She thought about differences and common ground and a diversity that wasn’t always obvious in her home town of McKinney, Tex.

The 50-year-old mother of four had come to celebrate the Fourth of July on the Mall, among pale-walled buildings and colorful bursts of patriotism — and the city was delivering. A float with the banner “Vietnamese Americans Celebrating Freedom” rolled past shortly after the Sikhs of America’s float.

Blaskovich said she hoped celebrating the birth of “the greatest country on Earth” would help Americans see the ground they share.

“I can’t understand why political differences can’t be discussed without having hate and slander brought into it,” she said. “The Founding Fathers didn’t always agree, but they made it work.”
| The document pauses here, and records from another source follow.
//! Background job scheduler.
//!
//! A single task owns the [`Scheduler`] and ticks it on a fixed interval. Each
//! tick runs every due [`Job`] sequentially. A successful run is rescheduled
//! for `now + interval`; a failed run stays due and is retried on the next
//! tick, with log severity escalating after repeated failures.

use std::sync::Arc;
use std::time::Duration;

use chrono::{DateTime, TimeDelta, Utc};
use tokio::sync::watch;
use tracing::{debug, error, info, warn};

use crate::error::VaultError;

/// Consecutive failures after which a job's failures are logged at `error`.
const ESCALATE_AFTER: u32 = 5;

/// Outcome of one job run.
#[derive(Debug, Clone, Default, PartialEq, Eq)]
pub struct JobReport {
    /// The job had nothing to do because the vault is sealed or the feature
    /// is not configured.
    pub skipped: bool,
    /// Items handled (leases revoked, secrets rotated, rows rewritten).
    pub processed: usize,
    pub detail: String,
}

impl JobReport {
    #[must_use]
    pub fn skipped(detail: impl Into<String>) -> Self {
        Self {
            skipped: true,
            processed: 0,
            detail: detail.into(),
        }
    }

    #[must_use]
    pub fn processed(processed: usize, detail: impl Into<String>) -> Self {
        Self {
            skipped: false,
            processed,
            detail: detail.into(),
        }
    }
}

/// A unit of periodic background work.
#[async_trait::async_trait]
pub trait Job: Send + Sync {
    fn name(&self) -> &str;

    /// Delay between successful runs.
    fn interval(&self) -> Duration;

    /// Run once.
    ///
    /// # Errors
    ///
    /// Any error leaves the job due so it is retried on the next tick.
    async fn run(&self) -> Result<JobReport, VaultError>;
}

struct Entry {
    job: Arc<dyn Job>,
    next_run_at: DateTime<Utc>,
    consecutive_failures: u32,
}

/// Result of running one job during a tick.
#[derive(Debug, Clone, PartialEq, Eq)]
pub struct JobOutcome {
    pub name: String,
    pub succeeded: bool,
}

/// Ticks registered jobs until shutdown.
pub struct Scheduler {
    tick: Duration,
    entries: Vec<Entry>,
}

impl Scheduler {
    #[must_use]
    pub fn new(tick: Duration) -> Self {
        Self {
            tick,
            entries: Vec::new(),
        }
    }

    /// Register a job. It is due immediately.
    #[must_use]
    pub fn with_job(mut self, job: Arc<dyn Job>) -> Self {
        self.entries.push(Entry {
            job,
            next_run_at: DateTime::<Utc>::MIN_UTC,
            consecutive_failures: 0,
        });
        self
    }

    /// Names of registered jobs in registration order.
    #[must_use]
    pub fn job_names(&self) -> Vec<String> {
        self.entries.iter().map(|e| e.job.name().to_owned()).collect()
    }

    /// When the named job will next run.
    #[must_use]
    pub fn next_run_at(&self, name: &str) -> Option<DateTime<Utc>> {
        self.entries
            .iter()
            .find(|e| e.job.name() == name)
            .map(|e| e.next_run_at)
    }

    /// Run every job due at `now`, in registration order.
    pub async fn tick_once(&mut self, now: DateTime<Utc>) -> Vec<JobOutcome> {
        let mut outcomes = Vec::new();
        for entry in &mut self.entries {
            if entry.next_run_at > now {
                continue;
            }
            let name = entry.job.name().to_owned();
            match entry.job.run().await {
                Ok(report) => {
                    entry.consecutive_failures = 0;
                    entry.next_run_at = next_after(now, entry.job.interval());
                    if report.skipped {
                        debug!(job = %name, detail = %report.detail, "job skipped");
                    } else if report.processed > 0 {
                        info!(
                            job = %name,
                            processed = report.processed,
                            detail = %report.detail,
                            "job complete"
                        );
                    }
                    outcomes.push(JobOutcome {
                        name,
                        succeeded: true,
                    });
                }
                Err(e) => {
                    entry.consecutive_failures = entry.consecutive_failures.saturating_add(1);
                    let consecutive_failures = entry.consecutive_failures;
                    if consecutive_failures >= ESCALATE_AFTER {
                        error!(
                            job = %name,
                            error = %e,
                            consecutive_failures,
                            "job persistently failing"
                        );
                    } else {
                        warn!(
                            job = %name,
                            error = %e,
                            consecutive_failures,
                            "job failed, will retry next tick"
                        );
                    }
                    outcomes.push(JobOutcome {
                        name,
                        succeeded: false,
                    });
                }
            }
        }
        outcomes
    }

    /// Tick until `shutdown` flips to `true` or its sender is dropped.
    pub async fn run(mut self, mut shutdown: watch::Receiver<bool>) {
        let mut interval = tokio::time::interval(self.tick);
        interval.set_missed_tick_behavior(tokio::time::MissedTickBehavior::Delay);
        info!(
            tick_secs = self.tick.as_secs(),
            jobs = ?self.job_names(),
            "scheduler started"
        );

        loop {
            tokio::select! {
                _ = interval.tick() => {
                    self.tick_once(Utc::now()).await;
                }
                changed = shutdown.changed() => {
                    if changed.is_err() || *shutdown.borrow() {
                        info!("scheduler shutting down");
                        return;
                    }
                }
            }
        }
    }
}

fn next_after(now: DateTime<Utc>, interval: Duration) -> DateTime<Utc> {
    let delta = TimeDelta::from_std(interval).unwrap_or(TimeDelta::MAX);
    now.checked_add_signed(delta)
        .unwrap_or(DateTime::<Utc>::MAX_UTC)
}

impl std::fmt::Debug for Scheduler {
    fn fmt(&self, f: &mut std::fmt::Formatter<'_>) -> std::fmt::Result {
        f.debug_struct("Scheduler")
            .field("tick", &self.tick)
            .field("jobs", &self.job_names())
            .finish_non_exhaustive()
    }
}

#[cfg(test)]
#[allow(clippy::unwrap_used)]
mod tests {
    use std::sync::atomic::{AtomicBool, AtomicUsize, Ordering};

    use super::*;
    use crate::error::BarrierError;

    struct CountingJob {
        name: &'static str,
        runs: AtomicUsize,
        fail: AtomicBool,
    }

    impl CountingJob {
        fn new(name: &'static str) -> Arc<Self> {
            Arc::new(Self {
                name,
                runs: AtomicUsize::new(0),
                fail: AtomicBool::new(false),
            })
        }
    }

    #[async_trait::async_trait]
    impl Job for CountingJob {
        fn name(&self) -> &str {
            self.name
        }

        fn interval(&self) -> Duration {
            Duration::from_secs(60)
        }

        async fn run(&self) -> Result<JobReport, VaultError> {
            self.runs.fetch_add(1, Ordering::SeqCst);
            if self.fail.load(Ordering::SeqCst) {
                return Err(BarrierError::Sealed.into());
            }
            Ok(JobReport::processed(1, "ok"))
        }
    }

    // ── scheduling ───────────────────────────────────────────────────

    #[tokio::test]
    async fn jobs_are_due_immediately_then_wait_for_interval() {
        let job = CountingJob::new("sweep");
        let mut scheduler = Scheduler::new(Duration::from_secs(1)).with_job(job.clone());
        let now = Utc::now();

        let first = scheduler.tick_once(now).await;
        assert_eq!(first.len(), 1);
        assert!(first[0].succeeded);
        assert_eq!(
            scheduler.next_run_at("sweep"),
            Some(now + TimeDelta::seconds(60))
        );

        assert!(scheduler.tick_once(now + TimeDelta::seconds(30)).await.is_empty());
        assert_eq!(scheduler.tick_once(now + TimeDelta::seconds(60)).await.len(), 1);
        assert_eq!(job.runs.load(Ordering::SeqCst), 2);
    }

    #[tokio::test]
    async fn failed_job_is_retried_next_tick() {
        let job = CountingJob::new("flaky");
        job.fail.store(true, Ordering::SeqCst);
        let mut scheduler = Scheduler::new(Duration::from_secs(1)).with_job(job.clone());
        let now = Utc::now();

        for i in 0..6 {
            let out = scheduler.tick_once(now + TimeDelta::seconds(i)).await;
            assert!(!out[0].succeeded);
        }
        assert_eq!(job.runs.load(Ordering::SeqCst), 6);

        job.fail.store(false, Ordering::SeqCst);
        let out = scheduler.tick_once(now + TimeDelta::seconds(10)).await;
        assert!(out[0].succeeded);
        assert!(scheduler.next_run_at("flaky").unwrap() > now + TimeDelta::seconds(10));
    }

    #[tokio::test]
    async fn run_exits_on_shutdown() {
        let job = CountingJob::new("once");
        let scheduler = Scheduler::new(Duration::from_millis(10)).with_job(job.clone());
        let (tx, rx) = watch::channel(false);
        let handle = tokio::spawn(scheduler.run(rx));

        tokio::time::sleep(Duration::from_millis(50)).await;
        tx.send(true).unwrap();
        tokio::time::timeout(Duration::from_secs(1), handle)
            .await
            .unwrap()
            .unwrap();
        assert!(job.runs.load(Ordering::SeqCst) >= 1);
    }
}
For many across the Washington region, where parades and concerts were planned before a nighttime fireworks display, the day was about more than standing on different sides of political lines. It was about occupying a communal patriotic space. Democrats and Republicans alike wore ridiculous outfits in shades of red, white and blue.

Brennen Weidl, of Pittsburgh, gave his wife a hard time for not dressing up. He stood on the Mall, sporting a flag on his baseball hat and blue-and-red Chubbies shorts featuring pineapples and flamingos. His 2-year-old daughter, Rooney, wore a red, white and blue sundress adorned with a red bow.

The family came to the District for July 4 as part of Weidl’s work for PNC Bank. He is interviewing veterans under a program called “Hiring for Heroes.”

“My grandfather was a veteran, and he was born on the Fourth of July, and he’s gone now,” said his wife, Dixie Weidl. “I was just saying that being here makes me think about him and the importance of remembering him.”

Political divisions in the country are mirrored in the Weidl home — where Brennen voted for Donald Trump and Dixie for Hillary Clinton — but that hasn’t changed how they celebrate July 4.

“It doesn’t affect anything,” Brennen Weidl said.

“Plus, I’m the kind of Democrat who is like, ‘We lost this one, but we’ll get them next time,’ ” Dixie Weidl said.

The National Independence Day Parade kicked off on time around 11:45 a.m. with a huge American flag carried by dozens of volunteers. The United States Navy Band was scheduled to start playing at 6 p.m., and “A Capitol Fourth Concert” was expected to kick off at 8 p.m. and showcase several well-known acts, including the Beach Boys, the Blues Brothers and Trace Adkins.

The fireworks display, weather permitting, was to begin just after 9 p.m.

The Washington Post’s Capital Weather Gang predicted that temperatures could hit the low 90s and warned of a chance of scattered storms in the evening. The National Park Service encouraged those turning out for the celebrations to take along plenty of water and wear loosefitting clothing to reduce the risk of heat-related illnesses.

Cradling his puppy, a Maltese-Yorkshire terrier (or a Morkie) named Victoria, Anthony Lepore, 40, draped a wet towel over her neck to keep her cool.

He and his wife, Christa Lepore, 40, had come from Bergen County, N.J., to mark the holiday in Washington. Christa Lepore said she saw the parade as a way to “help bring people together and remind us that we are united as a nation.”

“Everybody is an American today,” she said.

On the drive from New York’s Harlem to Washington, Gianhna Glasco, 27, kept seeing billboards advertising “Baseball, apple pie, hot dogs, and a sober drive.”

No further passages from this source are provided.